(EXTRACTED RECORDS)

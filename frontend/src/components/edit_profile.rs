use leptos::prelude::*;
use leptos::task::spawn_local;
use talkboard::messages::describe;
use talkboard::route::paths;
use talkboard::validation::{self, Field, FieldErrors};
use talkboard::{PageContext, RenderError};
use talkboard_shared::UpdateProfileRequest;

use crate::components::form::{FieldHint, FormAlert, errors_from};
use crate::components::header::{Header, avatar};
use crate::components::modal::ConfirmModal;
use crate::context::{ToastKind, use_app};
use crate::web::{read_file, selected_file};

pub fn page(ctx: PageContext) -> Result<AnyView, RenderError> {
    Ok(view! { <EditProfilePage ctx=ctx /> }.into_any())
}

#[component]
pub fn EditProfilePage(ctx: PageContext) -> impl IntoView {
    let app = use_app();
    let token = ctx.token;
    let current = app.user.get_untracked();

    let email = current.as_ref().map(|u| u.email.clone()).unwrap_or_default();
    let (nickname, set_nickname) = signal(current.as_ref().map(|u| u.nickname.clone()).unwrap_or_default());
    let (image_url, set_image_url) = signal(current.and_then(|u| u.profile_image_url));
    let (uploading, set_uploading) = signal(false);
    let (is_submitting, set_is_submitting) = signal(false);
    let (errors, set_errors) = signal(FieldErrors::new());
    let (confirm_delete, set_confirm_delete) = signal(false);

    // 同步服务端的最新资料；失败时沿用本地记录
    {
        let api = app.api();
        let token = token.clone();
        spawn_local(async move {
            let result = api.refresh_me().await;
            if !token.is_current() {
                return;
            }
            match result {
                Ok(user) => {
                    set_nickname.set(user.nickname);
                    set_image_url.set(user.profile_image_url);
                }
                Err(e) => tracing::warn!(error = %e, "failed to refresh profile"),
            }
        });
    }

    let on_file = {
        let token = token.clone();
        move |ev: leptos::ev::Event| {
            let Some(file) = selected_file(&ev) else {
                return;
            };
            set_uploading.set(true);
            let api = app.api();
            let token = token.clone();
            spawn_local(async move {
                let picked = match read_file(&file).await {
                    Ok(picked) => picked,
                    Err(e) => {
                        tracing::warn!(error = %e, "failed to read selected file");
                        if token.is_current() {
                            set_uploading.set(false);
                        }
                        return;
                    }
                };
                let result = api.upload_image(&picked.name, &picked.mime, picked.bytes).await;
                if !token.is_current() {
                    tracing::debug!("discarding stale upload result");
                    return;
                }
                match result {
                    Ok(uploaded) => set_image_url.set(Some(uploaded.file_url)),
                    Err(e) => app.show_toast(describe(&e, "图片上传失败"), ToastKind::Error),
                }
                set_uploading.set(false);
            });
        }
    };

    let on_submit = {
        let token = token.clone();
        move |ev: leptos::web_sys::SubmitEvent| {
            ev.prevent_default();
            let check = validation::profile_form(&nickname.get());
            if !check.is_empty() {
                set_errors.set(check);
                return;
            }

            set_is_submitting.set(true);
            set_errors.set(FieldErrors::new());

            let req = UpdateProfileRequest {
                nickname: nickname.get().trim().to_string(),
                profile_image_url: image_url.get(),
            };
            let api = app.api();
            let token = token.clone();
            spawn_local(async move {
                let result = api.update_profile(&req).await;
                if !token.is_current() {
                    return;
                }
                match result {
                    Ok(()) => app.show_toast("修改完成", ToastKind::Success),
                    Err(e) => set_errors.set(errors_from(&e, "修改失败，请稍后重试")),
                }
                set_is_submitting.set(false);
            });
        }
    };

    let delete_account = Callback::new(move |_: ()| {
        set_confirm_delete.set(false);
        let api = app.api();
        let token = token.clone();
        spawn_local(async move {
            let result = api.delete_account().await;
            if !token.is_current() {
                return;
            }
            match result {
                Ok(()) => {
                    app.show_toast("账号已注销", ToastKind::Info);
                    app.navigate(paths::SIGNUP);
                }
                Err(e) => app.show_toast(describe(&e, "注销失败"), ToastKind::Error),
            }
        });
    });

    view! {
        <Header back=paths::POSTS />
        <div class="flex justify-center bg-base-200 min-h-screen p-4">
            <div class="card w-full max-w-md shadow-2xl bg-base-100 h-fit">
                <form class="card-body" on:submit=on_submit>
                    <h1 class="card-title text-2xl justify-center">"编辑资料"</h1>

                    <div class="flex flex-col items-center gap-2">
                        <label class="cursor-pointer">
                            {move || avatar(image_url.get(), &nickname.get(), "w-24")}
                            <input type="file" accept="image/*" class="hidden" on:change=on_file />
                        </label>
                        <span class="text-xs text-base-content/60">"点击头像更换图片"</span>
                        <Show when=move || uploading.get()>
                            <span class="loading loading-dots loading-sm"></span>
                        </Show>
                    </div>

                    <div class="form-control">
                        <label class="label"><span class="label-text">"邮箱"</span></label>
                        <input type="email" class="input input-bordered" value=email disabled />
                    </div>
                    <div class="form-control">
                        <label class="label"><span class="label-text">"昵称"</span></label>
                        <input
                            type="text"
                            on:input=move |ev| set_nickname.set(event_target_value(&ev))
                            prop:value=nickname
                            class="input input-bordered"
                        />
                        <FieldHint errors=errors field=Field::Nickname />
                    </div>

                    <FormAlert errors=errors />

                    <div class="form-control mt-4">
                        <button
                            class="btn btn-primary"
                            disabled=move || is_submitting.get() || uploading.get()
                        >
                            "保存"
                        </button>
                    </div>
                    <button
                        type="button"
                        class="btn btn-ghost btn-sm text-error mt-2"
                        on:click=move |_| set_confirm_delete.set(true)
                    >
                        "注销账号"
                    </button>
                </form>
            </div>
        </div>

        <ConfirmModal
            open=confirm_delete
            title="确定要注销账号吗？"
            message="注销后帖子和评论都会被删除，且无法恢复。"
            on_confirm=delete_account
            on_cancel=Callback::new(move |_| set_confirm_delete.set(false))
        />
    }
}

(End EXTRACTED RECORDS)

YOUR ASSIGNMENT: Search the records above for "FormAlert" and copy every line that has it.

ANSWER TO THIS TASK:
use crate::components::form::{FieldHint, FormAlert, errors_from};
                    <FormAlert errors=errors />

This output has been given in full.